Tunisia has been a key ICARDA partner for over three decades, and hosts the Center’s North Africa Regional Program. The Tunisian government has urged that this partnership be expanded further. Dr Mohamed Ben Salem, Minister of Agriculture, and Dr Mamia El Banna, Minister of Environment, expressed similar views during meetings with an ICARDA delegation in Tunis earlier this month.
The delegation, comprising Dr Mahmoud Solh, Director General; Dr Kamil Shideed, ADG-ICC; and Dr Mohammed El Mourid, Coordinator, North Africa Regional Program, met with both Ministers, senior ministry officials, and scientists and administrators from three key partners: the National Agronomic Research Institute (INRAT), the National Institute for Research in Rural Engineering, Water and Forests (INRGREF) and the National Gene Bank of Tunisia (BNGT).
The meetings helped identify a number of areas where collaboration will be expanded. These include food security, crop improvement, genebank management, conservation agriculture, irrigation methods, rangeland conservation, livestock, water desalination and wastewater management.
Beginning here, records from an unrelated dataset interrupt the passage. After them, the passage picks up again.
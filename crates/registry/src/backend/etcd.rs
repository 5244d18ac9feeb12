//! etcd v2 keys API backend.
//!
//! Registration writes the server info as the value of a key:
//! `PUT {endpoint}/v2/keys{path}` with form body `value=<json>`, optionally
//! with a `ttl` so the key disappears when the server stops refreshing it.
//! Ping reads `GET {endpoint}/health`.

use crate::backend::Backend;
use crate::error::{Error, Result};
use serde::Deserialize;
use std::time::Duration;

/// etcd backend over HTTP.
pub struct EtcdBackend {
    /// HTTP agent for requests.
    agent: ureq::Agent,
    /// Base URL of the etcd member.
    endpoint: String,
    /// Lifetime of registered keys; `None` keeps them until deleted.
    ttl: Option<Duration>,
}

#[derive(Debug, Deserialize)]
struct HealthResponse {
    health: String,
}

impl EtcdBackend {
    /// Create a backend for the etcd member at `endpoint`.
    #[must_use]
    pub fn new(endpoint: impl Into<String>) -> Self {
        let config = ureq::Agent::config_builder()
            .timeout_global(Some(Duration::from_secs(10)))
            .build();
        Self {
            agent: config.into(),
            endpoint: endpoint.into().trim_end_matches('/').to_string(),
            ttl: None,
        }
    }

    /// Expire registered keys after `ttl`.
    #[must_use]
    pub fn with_ttl(mut self, ttl: Duration) -> Self {
        self.ttl = (!ttl.is_zero()).then_some(ttl);
        self
    }

    /// Get the endpoint URL.
    #[must_use]
    pub fn endpoint(&self) -> &str {
        &self.endpoint
    }

    /// Build the keys API URL for a path.
    fn key_url(&self, path: &str) -> String {
        if path.starts_with('/') {
            format!("{}/v2/keys{}", self.endpoint, path)
        } else {
            format!("{}/v2/keys/{}", self.endpoint, path)
        }
    }

    fn health_url(&self) -> String {
        format!("{}/health", self.endpoint)
    }
}

impl Backend for EtcdBackend {
    fn register(&self, path: &str, value: &str) -> Result<()> {
        let url = self.key_url(path);
        log::debug!("registering {} at {}", value, url);

        let mut request = self.agent.put(&url);
        if let Some(ttl) = self.ttl {
            request = request.query("ttl", ttl.as_secs().to_string());
        }
        request.send_form([("value", value)])?;
        Ok(())
    }

    fn ping(&self) -> Result<()> {
        let response: HealthResponse = self
            .agent
            .get(&self.health_url())
            .call()?
            .body_mut()
            .read_json()?;

        if response.health == "true" {
            Ok(())
        } else {
            Err(Error::Unhealthy(format!("health={}", response.health)))
        }
    }
}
The African Development Bank (AfDB) is substantially increasing funding support for CGIAR programs in Africa. A five-year AfDB-funded project was announced earlier this month: Support to agricultural research for the development of strategic crops, targeting four strategic crops – cassava, maize, rice and wheat – in 22 African countries. It will be implemented jointly by four CGIAR Centers: IITA (the executing agency), ICARDA, AfricaRice and IFPRI. ICARDA will lead the wheat component, with research platforms in Ethiopia, Nigeria and Sudan, and additional research sites in eight other countries.
Dr Donald Kaberuka, AfDB President, met with an ICARDA delegation at the AfDB headquarters in Tunis on 19 March. He said AfDB and ICARDA shared the same goals, and would continue to work together. The ICARDA delegation (Drs Solh, Shideed and El Mourid) also met with the AfDB team (Drs Ken Johm, Dougou Keita and Jonas Chianu from the Agriculture and Agro-Industry Division) who led the development of the Strategic crops project. Dr Mahmoud Solh, ICARDA Director General, presented a summary of ICARDA’s work in dry areas, with a focus on Africa. The meeting highlighted the potential for scaling out improved technologies through development projects, such as a planned AfDB project for the Horn of Africa.
Six research centers have launched a new partnership on food legumes. India, Morocco (two of the world’s most important legume producers) and the CGIAR will pool skills and resources to increase production of faba bean, chickpea, lentil and other legume crops, which are the main source of dietary protein in both countries. The six partners are the OCP (Office Cherifien des Phosphates) Foundation, Institut National de la Recherche Agronomique (INRA) and Institut Agronomique et Vétérianire Hassan II (IAV) in Morocco; the Swaminathan Research Foundation in India; ICARDA; and ICRISAT. A formal agreement was signed in Rabat, Morocco, on 8 March, describing research priorities and implementation mechanisms.
The agreement was signed during the Inaugural Meeting of the Global Food Security Forum, held in Rabat, Morocco, during 7-9 March. The Forum aims to bring together the full range of stakeholders from both developed and developing countries, to identify and promote innovations and partnerships for food security. Delegates at this inaugural meeting included 300 scientists, development experts and policy makers from 50 countries. ICARDA was represented by Dr Mahmoud Solh, Director General, and Dr Mohamed El Mourid, Coordinator, North Africa Regional Program.